'''
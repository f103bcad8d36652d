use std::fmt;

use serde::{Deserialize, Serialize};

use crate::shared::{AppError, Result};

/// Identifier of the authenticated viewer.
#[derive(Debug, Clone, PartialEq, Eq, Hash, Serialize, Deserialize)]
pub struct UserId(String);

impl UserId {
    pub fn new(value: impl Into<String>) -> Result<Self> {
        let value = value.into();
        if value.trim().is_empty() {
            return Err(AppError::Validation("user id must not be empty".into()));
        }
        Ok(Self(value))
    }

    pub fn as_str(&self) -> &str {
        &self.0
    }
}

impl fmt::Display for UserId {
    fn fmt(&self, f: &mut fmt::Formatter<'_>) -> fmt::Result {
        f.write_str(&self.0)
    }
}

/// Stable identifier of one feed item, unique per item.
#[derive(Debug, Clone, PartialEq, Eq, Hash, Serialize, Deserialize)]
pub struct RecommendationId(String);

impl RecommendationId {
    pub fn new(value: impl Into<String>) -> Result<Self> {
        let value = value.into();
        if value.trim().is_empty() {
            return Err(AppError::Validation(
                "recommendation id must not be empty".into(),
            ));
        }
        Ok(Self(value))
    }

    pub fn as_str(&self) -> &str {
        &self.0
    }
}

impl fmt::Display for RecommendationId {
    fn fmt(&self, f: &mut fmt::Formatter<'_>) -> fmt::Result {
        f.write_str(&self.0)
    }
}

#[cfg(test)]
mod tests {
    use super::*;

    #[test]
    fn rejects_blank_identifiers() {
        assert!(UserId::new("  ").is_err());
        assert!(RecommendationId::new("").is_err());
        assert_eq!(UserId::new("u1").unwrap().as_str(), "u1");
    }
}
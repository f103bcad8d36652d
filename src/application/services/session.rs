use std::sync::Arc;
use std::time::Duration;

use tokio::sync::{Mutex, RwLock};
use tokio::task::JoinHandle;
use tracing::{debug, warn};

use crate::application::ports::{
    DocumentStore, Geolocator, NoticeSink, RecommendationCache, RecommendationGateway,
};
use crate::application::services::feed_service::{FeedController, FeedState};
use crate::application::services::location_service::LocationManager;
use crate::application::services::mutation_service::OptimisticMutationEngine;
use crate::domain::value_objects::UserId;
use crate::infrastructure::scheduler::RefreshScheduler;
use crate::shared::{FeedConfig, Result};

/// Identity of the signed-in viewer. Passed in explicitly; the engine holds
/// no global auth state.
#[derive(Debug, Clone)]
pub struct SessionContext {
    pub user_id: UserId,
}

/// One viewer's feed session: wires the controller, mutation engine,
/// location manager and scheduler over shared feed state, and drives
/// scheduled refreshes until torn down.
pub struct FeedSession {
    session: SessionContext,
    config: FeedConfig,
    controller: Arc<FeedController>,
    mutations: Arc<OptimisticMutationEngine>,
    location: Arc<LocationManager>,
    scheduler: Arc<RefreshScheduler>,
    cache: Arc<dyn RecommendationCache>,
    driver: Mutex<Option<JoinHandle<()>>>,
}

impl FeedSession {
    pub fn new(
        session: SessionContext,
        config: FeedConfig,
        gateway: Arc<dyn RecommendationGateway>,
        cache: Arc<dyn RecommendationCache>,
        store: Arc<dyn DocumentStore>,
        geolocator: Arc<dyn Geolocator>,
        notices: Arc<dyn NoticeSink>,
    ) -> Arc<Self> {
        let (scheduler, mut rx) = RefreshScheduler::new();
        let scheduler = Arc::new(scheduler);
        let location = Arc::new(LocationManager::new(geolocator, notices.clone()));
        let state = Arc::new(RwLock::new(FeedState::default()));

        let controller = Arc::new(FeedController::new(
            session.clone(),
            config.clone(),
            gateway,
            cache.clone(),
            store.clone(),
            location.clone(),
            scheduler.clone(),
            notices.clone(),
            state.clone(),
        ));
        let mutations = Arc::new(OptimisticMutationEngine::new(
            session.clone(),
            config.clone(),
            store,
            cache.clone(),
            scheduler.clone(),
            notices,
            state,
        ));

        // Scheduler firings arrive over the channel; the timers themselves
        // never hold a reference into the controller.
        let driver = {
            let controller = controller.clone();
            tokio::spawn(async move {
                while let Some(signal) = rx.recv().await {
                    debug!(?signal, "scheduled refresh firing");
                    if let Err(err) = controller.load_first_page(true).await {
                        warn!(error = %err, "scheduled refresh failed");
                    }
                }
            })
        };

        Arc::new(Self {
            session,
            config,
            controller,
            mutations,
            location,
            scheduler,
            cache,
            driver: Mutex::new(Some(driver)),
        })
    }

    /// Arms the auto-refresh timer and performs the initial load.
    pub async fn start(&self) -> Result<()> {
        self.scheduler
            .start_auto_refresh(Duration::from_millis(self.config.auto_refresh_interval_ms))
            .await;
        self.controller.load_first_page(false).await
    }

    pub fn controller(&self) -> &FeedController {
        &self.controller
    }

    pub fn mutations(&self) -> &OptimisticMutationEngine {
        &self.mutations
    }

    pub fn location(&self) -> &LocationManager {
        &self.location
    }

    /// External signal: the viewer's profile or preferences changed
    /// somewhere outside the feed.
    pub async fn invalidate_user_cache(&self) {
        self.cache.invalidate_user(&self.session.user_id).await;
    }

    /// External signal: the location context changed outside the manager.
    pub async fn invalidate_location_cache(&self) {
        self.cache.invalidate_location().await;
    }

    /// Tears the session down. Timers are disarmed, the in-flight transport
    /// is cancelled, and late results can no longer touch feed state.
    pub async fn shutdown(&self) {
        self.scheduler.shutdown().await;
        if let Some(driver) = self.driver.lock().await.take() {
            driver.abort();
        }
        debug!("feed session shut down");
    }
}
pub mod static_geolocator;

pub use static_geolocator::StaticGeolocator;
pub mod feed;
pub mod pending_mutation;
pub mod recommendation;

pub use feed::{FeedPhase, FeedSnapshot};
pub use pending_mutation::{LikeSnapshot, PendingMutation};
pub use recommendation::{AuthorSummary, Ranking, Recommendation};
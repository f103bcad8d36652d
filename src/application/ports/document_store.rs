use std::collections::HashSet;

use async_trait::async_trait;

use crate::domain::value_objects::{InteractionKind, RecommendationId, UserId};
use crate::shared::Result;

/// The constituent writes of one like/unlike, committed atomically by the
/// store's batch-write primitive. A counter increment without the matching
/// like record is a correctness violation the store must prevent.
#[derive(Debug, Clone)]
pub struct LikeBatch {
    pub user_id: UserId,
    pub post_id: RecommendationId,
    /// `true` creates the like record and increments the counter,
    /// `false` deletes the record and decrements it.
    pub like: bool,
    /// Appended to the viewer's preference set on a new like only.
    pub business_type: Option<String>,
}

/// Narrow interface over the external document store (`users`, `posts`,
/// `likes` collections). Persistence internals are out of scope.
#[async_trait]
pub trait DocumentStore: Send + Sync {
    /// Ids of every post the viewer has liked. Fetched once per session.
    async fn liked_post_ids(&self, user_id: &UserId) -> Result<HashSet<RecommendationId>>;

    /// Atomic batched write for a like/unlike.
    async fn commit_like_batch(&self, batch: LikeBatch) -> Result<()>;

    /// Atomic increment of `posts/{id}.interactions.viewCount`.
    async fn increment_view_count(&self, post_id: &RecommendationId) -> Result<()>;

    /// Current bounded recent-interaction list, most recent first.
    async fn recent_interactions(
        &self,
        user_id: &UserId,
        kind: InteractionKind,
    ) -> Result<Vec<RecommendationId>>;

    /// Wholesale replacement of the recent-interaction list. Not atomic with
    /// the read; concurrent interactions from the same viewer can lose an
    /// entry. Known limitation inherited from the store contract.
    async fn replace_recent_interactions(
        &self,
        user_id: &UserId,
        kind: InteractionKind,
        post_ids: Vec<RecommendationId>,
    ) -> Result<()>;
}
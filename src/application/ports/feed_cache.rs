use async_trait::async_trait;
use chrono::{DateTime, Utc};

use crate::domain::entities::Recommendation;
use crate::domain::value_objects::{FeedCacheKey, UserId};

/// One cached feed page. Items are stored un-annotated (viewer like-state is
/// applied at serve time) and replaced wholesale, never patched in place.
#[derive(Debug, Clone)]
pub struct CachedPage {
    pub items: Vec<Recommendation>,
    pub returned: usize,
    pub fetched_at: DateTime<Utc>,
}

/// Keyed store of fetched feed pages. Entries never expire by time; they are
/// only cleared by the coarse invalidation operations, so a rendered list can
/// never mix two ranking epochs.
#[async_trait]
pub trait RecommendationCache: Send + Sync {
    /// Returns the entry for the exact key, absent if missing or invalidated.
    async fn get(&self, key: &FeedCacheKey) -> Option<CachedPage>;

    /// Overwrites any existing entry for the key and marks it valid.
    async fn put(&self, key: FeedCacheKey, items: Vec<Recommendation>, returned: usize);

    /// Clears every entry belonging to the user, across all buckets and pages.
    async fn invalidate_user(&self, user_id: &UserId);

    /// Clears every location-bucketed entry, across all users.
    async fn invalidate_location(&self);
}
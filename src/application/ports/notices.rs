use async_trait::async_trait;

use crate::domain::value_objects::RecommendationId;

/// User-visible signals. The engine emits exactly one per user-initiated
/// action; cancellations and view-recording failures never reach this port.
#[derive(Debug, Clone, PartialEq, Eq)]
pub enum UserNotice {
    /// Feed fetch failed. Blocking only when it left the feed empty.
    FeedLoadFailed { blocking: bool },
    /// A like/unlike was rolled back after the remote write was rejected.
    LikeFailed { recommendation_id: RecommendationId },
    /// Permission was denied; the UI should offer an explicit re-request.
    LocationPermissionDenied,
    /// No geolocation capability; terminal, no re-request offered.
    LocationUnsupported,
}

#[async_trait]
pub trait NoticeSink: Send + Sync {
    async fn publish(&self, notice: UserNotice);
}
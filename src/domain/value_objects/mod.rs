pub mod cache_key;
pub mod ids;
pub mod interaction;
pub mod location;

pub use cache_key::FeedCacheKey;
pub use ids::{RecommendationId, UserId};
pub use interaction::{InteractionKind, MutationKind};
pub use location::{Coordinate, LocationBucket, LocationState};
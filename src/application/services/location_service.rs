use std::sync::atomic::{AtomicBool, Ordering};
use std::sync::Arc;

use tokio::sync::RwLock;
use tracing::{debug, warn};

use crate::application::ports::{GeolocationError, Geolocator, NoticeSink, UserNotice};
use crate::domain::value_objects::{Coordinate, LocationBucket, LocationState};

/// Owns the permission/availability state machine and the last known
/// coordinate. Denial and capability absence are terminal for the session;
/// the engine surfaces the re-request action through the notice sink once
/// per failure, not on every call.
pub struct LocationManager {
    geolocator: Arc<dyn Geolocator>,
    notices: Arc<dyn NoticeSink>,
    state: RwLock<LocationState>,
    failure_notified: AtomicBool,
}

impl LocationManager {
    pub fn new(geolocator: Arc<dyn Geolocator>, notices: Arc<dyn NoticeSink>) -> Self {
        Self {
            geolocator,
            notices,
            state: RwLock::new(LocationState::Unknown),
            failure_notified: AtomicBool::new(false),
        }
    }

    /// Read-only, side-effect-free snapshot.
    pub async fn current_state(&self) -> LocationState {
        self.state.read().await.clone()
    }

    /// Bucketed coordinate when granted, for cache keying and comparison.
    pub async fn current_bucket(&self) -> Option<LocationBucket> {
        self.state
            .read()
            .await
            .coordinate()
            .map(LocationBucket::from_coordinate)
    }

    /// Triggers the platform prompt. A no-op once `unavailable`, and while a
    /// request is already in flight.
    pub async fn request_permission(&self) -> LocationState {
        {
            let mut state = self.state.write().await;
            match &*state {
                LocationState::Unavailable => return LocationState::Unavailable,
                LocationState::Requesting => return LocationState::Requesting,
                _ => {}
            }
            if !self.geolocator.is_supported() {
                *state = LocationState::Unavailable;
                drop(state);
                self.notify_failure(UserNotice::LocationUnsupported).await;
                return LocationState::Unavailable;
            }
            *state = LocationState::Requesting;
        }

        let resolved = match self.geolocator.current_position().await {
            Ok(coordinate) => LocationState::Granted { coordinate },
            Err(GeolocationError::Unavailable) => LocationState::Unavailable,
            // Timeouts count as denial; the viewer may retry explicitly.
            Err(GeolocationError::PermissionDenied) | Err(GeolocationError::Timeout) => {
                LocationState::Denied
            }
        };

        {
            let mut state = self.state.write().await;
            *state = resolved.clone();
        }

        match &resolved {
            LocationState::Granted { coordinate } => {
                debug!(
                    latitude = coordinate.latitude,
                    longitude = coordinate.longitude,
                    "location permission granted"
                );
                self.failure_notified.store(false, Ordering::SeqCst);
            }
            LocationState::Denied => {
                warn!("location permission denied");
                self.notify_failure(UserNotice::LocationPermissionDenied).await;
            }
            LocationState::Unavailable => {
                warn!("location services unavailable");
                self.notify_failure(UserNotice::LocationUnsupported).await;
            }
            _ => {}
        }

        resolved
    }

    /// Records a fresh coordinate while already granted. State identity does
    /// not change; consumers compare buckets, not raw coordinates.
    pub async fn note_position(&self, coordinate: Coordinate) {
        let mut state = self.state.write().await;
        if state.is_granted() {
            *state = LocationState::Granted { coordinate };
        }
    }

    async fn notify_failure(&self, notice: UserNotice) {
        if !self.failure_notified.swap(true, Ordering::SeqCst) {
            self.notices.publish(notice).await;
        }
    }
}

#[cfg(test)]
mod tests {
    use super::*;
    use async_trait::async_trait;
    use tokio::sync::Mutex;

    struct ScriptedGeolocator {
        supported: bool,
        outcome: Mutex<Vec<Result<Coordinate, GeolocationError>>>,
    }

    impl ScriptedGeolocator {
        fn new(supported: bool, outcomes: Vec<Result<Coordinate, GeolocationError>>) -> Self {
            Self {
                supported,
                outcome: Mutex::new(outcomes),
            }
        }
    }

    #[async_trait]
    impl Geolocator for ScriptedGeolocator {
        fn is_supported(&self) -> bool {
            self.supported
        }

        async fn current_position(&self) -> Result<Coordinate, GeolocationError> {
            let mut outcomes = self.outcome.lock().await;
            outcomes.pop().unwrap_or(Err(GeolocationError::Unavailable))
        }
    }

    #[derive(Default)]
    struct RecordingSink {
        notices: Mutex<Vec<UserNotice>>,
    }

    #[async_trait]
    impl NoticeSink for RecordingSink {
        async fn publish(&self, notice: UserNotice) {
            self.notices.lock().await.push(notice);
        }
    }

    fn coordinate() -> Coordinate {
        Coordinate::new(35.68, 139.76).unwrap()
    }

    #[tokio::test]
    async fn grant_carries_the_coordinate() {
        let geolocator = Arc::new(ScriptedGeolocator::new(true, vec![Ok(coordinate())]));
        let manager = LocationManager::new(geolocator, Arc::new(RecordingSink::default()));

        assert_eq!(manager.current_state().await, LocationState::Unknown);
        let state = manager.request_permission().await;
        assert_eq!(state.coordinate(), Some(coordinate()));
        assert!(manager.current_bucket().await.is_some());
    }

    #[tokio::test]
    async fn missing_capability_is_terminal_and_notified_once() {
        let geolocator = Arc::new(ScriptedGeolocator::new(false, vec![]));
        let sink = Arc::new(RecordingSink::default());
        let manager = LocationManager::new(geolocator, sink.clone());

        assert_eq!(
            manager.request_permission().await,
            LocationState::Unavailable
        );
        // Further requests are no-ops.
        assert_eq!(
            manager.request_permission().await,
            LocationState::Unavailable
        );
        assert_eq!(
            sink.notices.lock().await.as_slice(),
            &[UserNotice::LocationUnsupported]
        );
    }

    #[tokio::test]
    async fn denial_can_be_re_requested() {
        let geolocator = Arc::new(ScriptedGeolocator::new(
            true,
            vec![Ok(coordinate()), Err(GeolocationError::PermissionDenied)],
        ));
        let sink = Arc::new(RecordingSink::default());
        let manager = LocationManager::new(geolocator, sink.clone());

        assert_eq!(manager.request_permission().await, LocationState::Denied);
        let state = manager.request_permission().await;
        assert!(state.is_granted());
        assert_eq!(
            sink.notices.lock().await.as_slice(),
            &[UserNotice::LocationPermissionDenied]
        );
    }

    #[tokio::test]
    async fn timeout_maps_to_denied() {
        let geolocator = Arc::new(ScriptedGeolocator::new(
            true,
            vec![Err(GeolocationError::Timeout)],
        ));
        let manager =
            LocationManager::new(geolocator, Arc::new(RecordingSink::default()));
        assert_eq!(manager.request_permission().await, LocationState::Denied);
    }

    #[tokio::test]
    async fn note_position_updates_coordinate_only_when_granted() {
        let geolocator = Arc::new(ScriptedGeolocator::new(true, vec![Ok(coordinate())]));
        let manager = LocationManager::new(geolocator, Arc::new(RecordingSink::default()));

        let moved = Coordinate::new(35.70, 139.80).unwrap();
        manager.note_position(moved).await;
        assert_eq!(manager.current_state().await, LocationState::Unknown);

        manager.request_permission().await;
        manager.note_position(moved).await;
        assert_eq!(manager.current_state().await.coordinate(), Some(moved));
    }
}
'''
• [Problem] What belongs in the answer is each line of the listing that contains the word "LocationUnsupported".

• [Answer area]
    LocationUnsupported,
                self.notify_failure(UserNotice::LocationUnsupported).await;
                self.notify_failure(UserNotice::LocationUnsupported).await;
            &[UserNotice::LocationUnsupported]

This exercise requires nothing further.